Your objective: Beginning at the line containing "#![deny(missing_docs)]", print every line until the records end, keeping each exactly as it is.

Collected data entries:
==*==
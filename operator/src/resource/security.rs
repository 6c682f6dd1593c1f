use k8s_openapi::api::core::v1::{
    Capabilities, PodSecurityContext, SELinuxOptions, SeccompProfile, SecurityContext,
};

use crate::dogu::{edit_capabilities, Capability, Dogu, DoguDescriptor};

const FS_GROUP_CHANGE_POLICY: &str = "OnRootMismatch";

/// Capabilities of the dogu container: the descriptor's effective capabilities edited by the
/// overrides of the dogu resource. Sorted by name.
pub fn capabilities(dogu: &Dogu, descriptor: &DoguDescriptor) -> Vec<String> {
    let overrides = &dogu.spec.security.capabilities;
    let mut names: Vec<String> = edit_capabilities(
        descriptor.effective_capabilities(),
        &overrides.add,
        &overrides.drop,
    )
    .iter()
    .map(Capability::name)
    .collect();
    names.sort();
    names
}

fn run_as_non_root(dogu: &Dogu, descriptor: &DoguDescriptor) -> bool {
    dogu.spec
        .security
        .run_as_non_root
        .unwrap_or(descriptor.security.run_as_non_root)
}

fn read_only_root_file_system(dogu: &Dogu, descriptor: &DoguDescriptor) -> bool {
    dogu.spec
        .security
        .read_only_root_file_system
        .unwrap_or(descriptor.security.read_only_root_file_system)
}

fn se_linux_options(dogu: &Dogu) -> Option<SELinuxOptions> {
    dogu.spec
        .security
        .se_linux_options
        .as_ref()
        .map(|options| SELinuxOptions {
            user: options.user.clone(),
            role: options.role.clone(),
            type_: options.type_.clone(),
            level: options.level.clone(),
        })
}

fn seccomp_profile(dogu: &Dogu) -> Option<SeccompProfile> {
    dogu.spec
        .security
        .seccomp_profile
        .as_ref()
        .map(|profile| SeccompProfile {
            type_: profile.type_.clone(),
            localhost_profile: profile.localhost_profile.clone(),
        })
}

/// Security context of the dogu pod.
///
/// The file system group is taken from the first declared volume, so mounted volumes are
/// accessible by the dogu's group.
pub fn pod_security_context(dogu: &Dogu, descriptor: &DoguDescriptor) -> PodSecurityContext {
    let fs_group = descriptor
        .volumes
        .first()
        .and_then(|volume| volume.group.parse::<i64>().ok());
    PodSecurityContext {
        run_as_non_root: Some(run_as_non_root(dogu, descriptor)),
        se_linux_options: se_linux_options(dogu),
        seccomp_profile: seccomp_profile(dogu),
        fs_group,
        fs_group_change_policy: fs_group.map(|_| FS_GROUP_CHANGE_POLICY.to_owned()),
        ..Default::default()
    }
}

/// Security context of the dogu container.
///
/// Every capability is dropped and only the effective ones are added back. Privileged mode and
/// privilege escalation are never allowed.
pub fn container_security_context(dogu: &Dogu, descriptor: &DoguDescriptor) -> SecurityContext {
    SecurityContext {
        capabilities: Some(Capabilities {
            add: Some(capabilities(dogu, descriptor)),
            drop: Some(vec![Capability::All.name()]),
        }),
        privileged: Some(false),
        allow_privilege_escalation: Some(false),
        run_as_non_root: Some(run_as_non_root(dogu, descriptor)),
        read_only_root_filesystem: Some(read_only_root_file_system(dogu, descriptor)),
        se_linux_options: se_linux_options(dogu),
        seccomp_profile: seccomp_profile(dogu),
        ..Default::default()
    }
}
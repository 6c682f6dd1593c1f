//! Provides types and functions shared by the operator binaries.
#![deny(missing_docs)]
#[cfg(feature = "telemetry")]
pub mod telemetry;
==*==
Answer for the task:
#![deny(missing_docs)]
#[cfg(feature = "telemetry")]
pub mod telemetry;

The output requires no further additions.